Мечтательность мальчика была еще более развита немецкими сказками и легендами, которые ему рассказывала Христина Осиповна. Русских сказок почему-то он не слышал в детстве, если судить по тому сожалению об этом, которое он впоследствии высказал в одной из своих записных тетрадей (1830 год): «Как жалко, что у меня была мамушкой немка, а не русская – я не слыхал сказок народных; в них, верно, больше поэзии, чем во всей французской словесности». Но очень странно, как это могло случиться с русским дворянским мальчиком, окруженным дворнею; и к тому же сам Лермонтов, по-видимому, противоречит себе, говоря все о том же Саше Арбенине: «Саша Арбенин живет в деревне, окруженный женским элементом, под руководством няни. Няня эта заведует хозяйством, и с нею странствует Саша по девичьим, или же девушки приходят в детскую. Саше было с ними весело.
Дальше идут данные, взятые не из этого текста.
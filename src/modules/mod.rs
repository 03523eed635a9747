pub mod books;
pub mod players;
pub mod points;
pub mod rankings;

use bookquest_db::SharedStore;
use bookquest_kernel::ModuleRegistry;

/// Register all project-specific modules with the registry
pub fn register_all(registry: &mut ModuleRegistry, store: &SharedStore) {
    registry.register(players::create_module(store.clone()));
    registry.register(books::create_module(store.clone()));
    registry.register(rankings::create_module(store.clone()));
    registry.register(points::create_module(store.clone()));
}
//! Project-specific utilities live here.

/// Trimmed input, or `None` when it is missing or blank.
pub fn non_blank(input: Option<&str>) -> Option<&str> {
    input.map(str::trim).filter(|s| !s.is_empty())
}

#[cfg(test)]
mod tests {
    use super::*;

    #[test]
    fn blank_inputs_are_dropped() {
        assert_eq!(non_blank(None), None);
        assert_eq!(non_blank(Some("   ")), None);
        assert_eq!(non_blank(Some(" Ana ")), Some("Ana"));
    }
}
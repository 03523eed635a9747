//! Reading statistics per player, derived from logged books.

use std::collections::HashMap;

use serde::Serialize;
use serde_json::Value;

use crate::models::{LoggedBook, Points};
use crate::ranking::{coerce_points, sort_by_total};

const BASE_POINTS_COLUMN: &str = "base_points";

/// A single standout book in a player's log.
#[derive(Debug, Clone, PartialEq, Serialize)]
pub struct BookHighlight {
    pub title: Value,
    pub value: Points,
}

#[derive(Debug, Clone, PartialEq, Serialize)]
pub struct PlayerStats {
    pub player_id: String,
    pub player_name: Option<String>,
    pub books_counted: usize,
    pub books_completed: usize,
    pub pages: Points,
    /// Pages of completed books only.
    pub book_only_pages: Points,
    /// Sum of each book's `base_points` when the row carries one, else its
    /// `points`.
    pub pre_bonus_points: Points,
    pub total_points: Points,
    pub avg_book_length: Points,
    pub avg_points_per_book: Points,
    pub highest_point_book: Option<BookHighlight>,
    pub highest_rated_book: Option<BookHighlight>,
}

impl PlayerStats {
    fn new(player_id: String) -> Self {
        Self {
            player_id,
            player_name: None,
            books_counted: 0,
            books_completed: 0,
            pages: Points::default(),
            book_only_pages: Points::default(),
            pre_bonus_points: Points::default(),
            total_points: Points::default(),
            avg_book_length: Points::default(),
            avg_points_per_book: Points::default(),
            highest_point_book: None,
            highest_rated_book: None,
        }
    }

    fn add(&mut self, book: &LoggedBook) {
        let pages = coerce_points(&book.pages);
        self.books_counted += 1;
        self.pages.0 += pages;
        if is_truthy(&book.completed) {
            self.books_completed += 1;
            self.book_only_pages.0 += pages;
        }

        let points = coerce_points(&book.points);
        self.total_points.0 += points;
        self.pre_bonus_points.0 += match book.extra.get(BASE_POINTS_COLUMN) {
            Some(base) if !base.is_null() => coerce_points(base),
            _ => points,
        };
        keep_highest(&mut self.highest_point_book, &book.title, points);

        if !book.rating.is_null() {
            keep_highest(
                &mut self.highest_rated_book,
                &book.title,
                coerce_points(&book.rating),
            );
        }

        if self.player_name.is_none() {
            self.player_name = book
                .player_name
                .clone()
                .filter(|name| !name.trim().is_empty());
        }
    }

    fn finish(mut self) -> Self {
        // books_counted is at least one for every entry that exists
        let count = self.books_counted as f64;
        self.avg_book_length = Points::rounded(self.pages.value() / count);
        self.avg_points_per_book = Points::rounded(self.total_points.value() / count);
        self
    }
}

/// Earlier books win ties.
fn keep_highest(slot: &mut Option<BookHighlight>, title: &Value, value: f64) {
    let replace = match slot {
        Some(current) => value > current.value.value(),
        None => true,
    };
    if replace {
        *slot = Some(BookHighlight {
            title: title.clone(),
            value: Points(value),
        });
    }
}

/// Completion flags arrive as booleans, numbers or strings.
fn is_truthy(value: &Value) -> bool {
    match value {
        Value::Bool(flag) => *flag,
        Value::Number(n) => n.as_f64().is_some_and(|n| n != 0.0),
        Value::String(s) => {
            let s = s.trim();
            s.eq_ignore_ascii_case("true") || s.eq_ignore_ascii_case("yes") || s == "1"
        }
        Value::Null | Value::Array(_) | Value::Object(_) => false,
    }
}

/// Group books by owner; books without an owner (or with a blank one) are
/// skipped, as in the rankings. Ordered like the rankings.
pub fn summarize<'a, I>(books: I) -> Vec<PlayerStats>
where
    I: IntoIterator<Item = &'a LoggedBook>,
{
    let mut by_player: HashMap<String, PlayerStats> = HashMap::new();

    for book in books {
        let Some(owner) = book.player_id.as_ref().filter(|id| !id.is_blank()) else {
            continue;
        };
        let key = owner.to_string();
        by_player
            .entry(key.clone())
            .or_insert_with(|| PlayerStats::new(key))
            .add(book);
    }

    let mut stats: Vec<PlayerStats> = by_player.into_values().map(PlayerStats::finish).collect();
    sort_by_total(&mut stats, |entry| (entry.total_points, &entry.player_id));
    stats
}
use async_trait::async_trait;
use axum::Router;

/// Context provided to modules during initialization
pub struct InitCtx<'a> {
    pub settings: &'a crate::settings::Settings,
}

/// Core module trait that all bookquest modules must implement
#[async_trait]
pub trait Module: Sync + Send {
    /// Unique name for this module
    fn name(&self) -> &'static str;

    /// Initialize the module with the provided context
    async fn init(&self, _ctx: &InitCtx<'_>) -> anyhow::Result<()> {
        Ok(())
    }

    /// Return the Axum router for this module's routes.
    /// Paths are relative to `/api` and must not collide across modules.
    fn routes(&self) -> Router {
        Router::new()
    }

    /// Return OpenAPI specification fragment for this module as JSON
    /// Will be merged with other modules' specs
    fn openapi(&self) -> Option<serde_json::Value> {
        None
    }
}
Они его ласкали и целовали наперерыв, рассказывали ему сказки про волжских разбойников, и его воображение наполнялось чудесами храбрости и картинами мрачными и понятиями противообщественными. Он разлюбил игрушки и начал мечтать. Шести лет он уже заглядывался на закат, усеянный румяными облаками, и непонятно-сладостное чувство уже волновало его душу, когда полный месяц светил в окно в его детскую кроватку»… «Когда я был мал, – говорит Лермонтов в той же своей записной тетради 1830 года, – я любил смотреть на луну, на разновидные облака, которые в виде рыцарей с шлемами теснились будто вокруг нее; будто рыцари, сопровождающие Армиду в ее замок, полные ревности и беспокойства».